Echoes in Rows’ Click Click Drone is clearly some way removed from Adam’s Invaderband incarnation, but certainly works, and not just for Foxx and Numan devotees, offering something of a ‘hurtling through the vortex’ return to a heady scene. Think Depeche Mode, Visage, The Human League, and more. And opening track ‘Shoot Me Like a Scene’ in particular is a thing of beauty, all that he promises on the tin pulled off, to metamatically mix a couple of metaphors. In fact, there’s not a duff track on there.

Back on the subject of the latest Invaderband LP title though, I upset Adam at this point, telling him I walked out of Crystal Palace FC before Peter Gabriel’s headline slot in July 1983, myself and a few friends only having bought our tickets to catch Derry legends The Undertones’ afternoon set, their UK farewell. We’d seen the band we wanted to, so left, feeling we’d already got our £8.30’s worth. The gate security warned us we wouldn’t be able to get back in, but we told them we weren’t bothered, still in mourning for the band we came for.
I should put that in more context. I like Peter Gabriel, and love so many of his songs, but at the time we felt we weren’t going to stick around for some old hippie (he was 33 at the time, I was a mere 15). I tell Adam this, and he sounds incredulous. I reckon he’s smiling though.
“That’s madness. I’m not sure I can talk to you anymore, to be honest.”
The line doesn’t go dead though, and we move on, me wondering if his mini-Irish tour for the Invaderband in June – playing in Dublin, Belfast, and Derry – will be followed by more live dates.
“Just one, but it can’t be announced yet.”
We’ll keep that under wraps then, apart from adding that it’s pencilled in, and will take place in Northern Ireland, for an event soon to be announced. Meanwhile, he reckons there will be more English and Scottish shows, ‘hopefully next year’. And knowing Adam’s intensive output, he could well be plugging the album after the next one.
“Erm … I don’t think the next Invaderband album will be out by then, but it won’t be far off. I’m already halfway through writing it, and it shouldn’t be up to me to say this, but the other band members are saying it too – I think it’s going to be the best one … easily.”
And who will he be name-checking next time?
“Let’s see … Elon Musk gets a mention … Jeff Bezos gets a mention … Richard Branson. All in the same song.”

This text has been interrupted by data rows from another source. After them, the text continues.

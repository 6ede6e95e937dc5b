//! Voice session: wake word, recording, transcription and reply
//!
//! The session owns the microphone while running. A single worker thread
//! moves through the states below and returns to `Armed` after every
//! command:
//!
//! ```text
//! Idle -> Armed -> Capturing -> Transcribing -> Dispatching -> Speaking -> Armed
//!           \______________________________________________________/
//!                               cancel -> Stopped
//! ```

mod recorder;

use std::fmt;
use std::sync::{Arc, Mutex, PoisonError};
use std::time::Duration;

use tokio_util::sync::CancellationToken;

pub use recorder::{CaptureOutcome, CaptureSettings, SilenceDetector, frame_loudness, record};

use crate::capabilities::{AudioInput, FrameSource, SpeechRecognizer, SpeechSink, WakeWordEngine};
use crate::command::Command;
use crate::control::Subsystem;
use crate::worker::Worker;
use crate::{Error, Result};

/// Spoken after the wake word fires
pub const WAKE_ACKNOWLEDGMENT: &str = "Yes?";

/// Spoken when a recording transcribes to nothing
pub const NO_INPUT_REPLY: &str = "I didn't hear anything";

/// How long `stop` waits for the session thread
const STOP_TIMEOUT: Duration = Duration::from_secs(1);

/// Turns a transcribed voice command into a reply
pub type CommandHandler = Arc<dyn Fn(Command) -> String + Send + Sync>;

/// Where the session loop currently is
#[derive(Debug, Clone, Copy, PartialEq, Eq)]
pub enum SessionState {
    Idle,
    Armed,
    Capturing,
    Transcribing,
    Dispatching,
    Speaking,
    Stopped,
}

impl SessionState {
    #[must_use]
    pub const fn as_str(self) -> &'static str {
        match self {
            Self::Idle => "idle",
            Self::Armed => "armed",
            Self::Capturing => "capturing",
            Self::Transcribing => "transcribing",
            Self::Dispatching => "dispatching",
            Self::Speaking => "speaking",
            Self::Stopped => "stopped",
        }
    }

    const fn is_running(self) -> bool {
        !matches!(self, Self::Idle | Self::Stopped)
    }
}

impl fmt::Display for SessionState {
    fn fmt(&self, f: &mut fmt::Formatter<'_>) -> fmt::Result {
        f.write_str(self.as_str())
    }
}

/// Everything a session needs, wired by the caller
pub struct SessionParts {
    pub input: Arc<dyn AudioInput>,
    pub wake: Box<dyn WakeWordEngine>,
    pub recognizer: Arc<dyn SpeechRecognizer>,
    pub speech: Arc<dyn SpeechSink>,
    pub capture: CaptureSettings,
    pub language: String,
    pub on_command: CommandHandler,
}

/// State shared between the session handle and its thread
struct Shared {
    input: Arc<dyn AudioInput>,
    recognizer: Arc<dyn SpeechRecognizer>,
    speech: Arc<dyn SpeechSink>,
    capture: CaptureSettings,
    language: String,
    on_command: CommandHandler,
    state: Mutex<SessionState>,
}

impl Shared {
    /// Move to `next`; once `Stopped`, the session stays there
    fn set_state(&self, next: SessionState) {
        let mut state = self.state.lock().unwrap_or_else(PoisonError::into_inner);
        if *state == SessionState::Stopped && next != SessionState::Stopped {
            tracing::trace!(to = %next, "session already stopped");
            return;
        }
        if *state != next {
            tracing::trace!(from = %*state, to = %next, "session state");
            *state = next;
        }
    }

    /// Transcribe captured samples; failures and empty captures yield `""`
    fn transcribe(&self, samples: &[f32]) -> String {
        if samples.is_empty() {
            return String::new();
        }
        match self.recognizer.transcribe(samples, &self.language) {
            Ok(text) => text.trim().to_string(),
            Err(e) => {
                tracing::warn!(error = %e, "transcription failed");
                String::new()
            }
        }
    }
}

/// Wake-word driven listening loop on a dedicated thread
pub struct AudioSession {
    shared: Arc<Shared>,
    wake: Mutex<Option<Box<dyn WakeWordEngine>>>,
    worker: Mutex<Option<Worker>>,
}

impl AudioSession {
    #[must_use]
    pub fn new(parts: SessionParts) -> Self {
        let SessionParts {
            input,
            wake,
            recognizer,
            speech,
            capture,
            language,
            on_command,
        } = parts;

        if wake.sample_rate() != capture.sample_rate {
            tracing::warn!(
                wake_rate = wake.sample_rate(),
                capture_rate = capture.sample_rate,
                "wake word and capture sample rates differ, using the wake word rate"
            );
        }

        Self {
            shared: Arc::new(Shared {
                input,
                recognizer,
                speech,
                capture,
                language,
                on_command,
                state: Mutex::new(SessionState::Idle),
            }),
            wake: Mutex::new(Some(wake)),
            worker: Mutex::new(None),
        }
    }

    #[must_use]
    pub fn state(&self) -> SessionState {
        *self.shared.state.lock().unwrap_or_else(PoisonError::into_inner)
    }

    /// Start listening for the wake word
    ///
    /// Calling this while the session is running is a no-op.
    ///
    /// # Errors
    ///
    /// Returns error if the session was stopped or its thread cannot start
    pub fn start(&self) -> Result<()> {
        let mut worker = self.worker.lock().unwrap_or_else(PoisonError::into_inner);
        if worker.is_some() && self.state().is_running() {
            return Ok(());
        }

        let Some(wake) = self
            .wake
            .lock()
            .unwrap_or_else(PoisonError::into_inner)
            .take()
        else {
            return Err(Error::Audio("audio session already stopped".to_string()));
        };

        let shared = Arc::clone(&self.shared);
        shared.set_state(SessionState::Armed);
        let spawned = Worker::spawn("audio-session", CancellationToken::new(), move |cancel| {
            run(&shared, wake, &cancel);
        });

        match spawned {
            Ok(w) => {
                *worker = Some(w);
                tracing::info!("audio session started");
                Ok(())
            }
            Err(e) => {
                self.shared.set_state(SessionState::Stopped);
                Err(e)
            }
        }
    }

    /// Stop the loop, waiting a bounded time for the thread
    ///
    /// Returns `false` if the thread had to be detached. Idempotent.
    pub fn stop(&self) -> bool {
        let joined = self
            .worker
            .lock()
            .unwrap_or_else(PoisonError::into_inner)
            .as_mut()
            .is_none_or(|w| w.stop(STOP_TIMEOUT));

        self.wake.lock().unwrap_or_else(PoisonError::into_inner).take();
        if self.state() != SessionState::Stopped {
            self.shared.set_state(SessionState::Stopped);
            tracing::info!("audio session stopped");
        }
        joined
    }

    /// Record one command and transcribe it, without the wake word
    ///
    /// Must not be called while the session loop owns the microphone.
    ///
    /// # Errors
    ///
    /// Returns error if the input device cannot be opened or fails
    pub fn listen_once(&self) -> Result<String> {
        let mut source = self.shared.input.open(self.shared.capture.sample_rate)?;
        let cancel = CancellationToken::new();
        let outcome = record(source.as_mut(), &self.shared.capture, &cancel)?.unwrap_or_default();
        drop(source);
        Ok(self.shared.transcribe(&outcome.samples))
    }
}

impl Subsystem for AudioSession {
    fn name(&self) -> &'static str {
        "audio-session"
    }

    fn start(&self) -> Result<()> {
        Self::start(self)
    }

    fn stop(&self) -> bool {
        Self::stop(self)
    }
}

impl Drop for AudioSession {
    fn drop(&mut self) {
        if let Some(worker) = self
            .worker
            .get_mut()
            .unwrap_or_else(PoisonError::into_inner)
            .as_ref()
        {
            worker.cancel_token().cancel();
        }
    }
}

/// Block until the engine reports a keyword; `None` on cancel or end of stream
fn wait_for_wake(
    source: &mut dyn FrameSource,
    wake: &mut dyn WakeWordEngine,
    cancel: &CancellationToken,
) -> Result<Option<i32>> {
    let frame_length = wake.frame_length();
    while let Some(frame) = source.read_frame(frame_length, cancel)? {
        let index = wake.process(&frame);
        if index >= 0 {
            return Ok(Some(index));
        }
    }
    Ok(None)
}

fn run(shared: &Shared, mut wake: Box<dyn WakeWordEngine>, cancel: &CancellationToken) {
    let mut source = match shared.input.open(wake.sample_rate()) {
        Ok(source) => source,
        Err(e) => {
            tracing::error!(error = %e, "failed to open audio input");
            shared.set_state(SessionState::Stopped);
            return;
        }
    };

    if let Err(e) = listen(shared, source.as_mut(), wake.as_mut(), cancel) {
        tracing::error!(error = %e, "audio session failed");
    }

    drop(source);
    shared.set_state(SessionState::Stopped);
}

fn listen(
    shared: &Shared,
    source: &mut dyn FrameSource,
    wake: &mut dyn WakeWordEngine,
    cancel: &CancellationToken,
) -> Result<()> {
    loop {
        shared.set_state(SessionState::Armed);
        let Some(keyword) = wait_for_wake(source, wake, cancel)? else {
            return Ok(());
        };
        tracing::info!(keyword, "wake word detected");

        shared.speech.speak(WAKE_ACKNOWLEDGMENT);
        source.discard_pending();

        shared.set_state(SessionState::Capturing);
        let Some(outcome) = record(source, &shared.capture, cancel)? else {
            return Ok(());
        };

        shared.set_state(SessionState::Transcribing);
        let transcript = shared.transcribe(&outcome.samples);
        if cancel.is_cancelled() {
            return Ok(());
        }
        if transcript.is_empty() {
            shared.speech.speak(NO_INPUT_REPLY);
            source.discard_pending();
            continue;
        }
        tracing::info!(transcript = %transcript, "heard command");

        shared.set_state(SessionState::Dispatching);
        let reply = (shared.on_command)(Command::voice(transcript));
        if cancel.is_cancelled() {
            tracing::debug!("session stopped while dispatching, reply dropped");
            return Ok(());
        }

        shared.set_state(SessionState::Speaking);
        shared.speech.speak(&reply);
        source.discard_pending();
    }
}

#[cfg(test)]
mod tests {
    use super::*;

    #[test]
    fn test_state_names() {
        assert_eq!(SessionState::Armed.to_string(), "armed");
        assert!(SessionState::Speaking.is_running());
        assert!(!SessionState::Stopped.is_running());
        assert!(!SessionState::Idle.is_running());
    }

    #[test]
    fn test_stopped_is_terminal() {
        let shared = Shared {
            input: Arc::new(NoInput),
            recognizer: Arc::new(NoRecognizer),
            speech: Arc::new(Silent),
            capture: CaptureSettings {
                frame_size: 4,
                sample_rate: 16,
                silence_threshold: 0.03,
                silence_duration: 0.5,
                max_duration: 2.0,
            },
            language: "en".to_string(),
            on_command: Arc::new(|_: Command| String::new()),
            state: Mutex::new(SessionState::Dispatching),
        };

        shared.set_state(SessionState::Stopped);
        shared.set_state(SessionState::Speaking);
        shared.set_state(SessionState::Armed);
        assert_eq!(*shared.state.lock().unwrap(), SessionState::Stopped);
    }

    struct NoInput;

    impl AudioInput for NoInput {
        fn open(&self, _sample_rate: u32) -> Result<Box<dyn FrameSource>> {
            Err(Error::Audio("no device".to_string()))
        }
    }

    struct NoRecognizer;

    impl SpeechRecognizer for NoRecognizer {
        fn transcribe(&self, _samples: &[f32], _language: &str) -> Result<String> {
            Ok(String::new())
        }
    }

    struct Silent;

    impl SpeechSink for Silent {
        fn speak(&self, _text: &str) {}
    }
}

The sooner they all head off in a rocket the better, surely.
“Mmm … who else? Ooh, it’s controversial, the next one. I might get attacked.”
The other three names are controversial enough, arguably. He’s still pondering though.
“Mmm … Scientology is dealt with in one song.”
A side-conversation follows, too complicated to go into here, touching on the wonders of WriteWyattUK favourites the Dubious Brothers and their on-stage dress code, our topic loosely related to the idea of rich men in space, or as Gil Scott-Heron put it, ‘Whitey on the Moon’. All that with a fella who’s been known to use Richard Avedon’s Jean Shrimpton as Astronaut in his band publicity, that classic shot namechecked in my interview with Louise Wener, of Sleeper fame, in March.
All of which led to a late-doors confession from Adam.
“I like a bit of dressing up on stage, myself. Did you see the sort of spacesuit alien thing I used to wear?”
Maybe that goes back to this love of Peter Gabriel.
“I suppose it could do really. I wasn’t consciously thinking of that, but … I’ve still got the outfit here in this room, and I’m thinking of putting him on stage, with Jeff Bezos’ face in the visor.”
Well, we heard it here first.
“Exclusive, yeah!”
Meanwhile, confirmation has yet to be received as to whether Peter Gabriel’s next album will be titled Adam Leonard. But it’s only a matter of time, surely.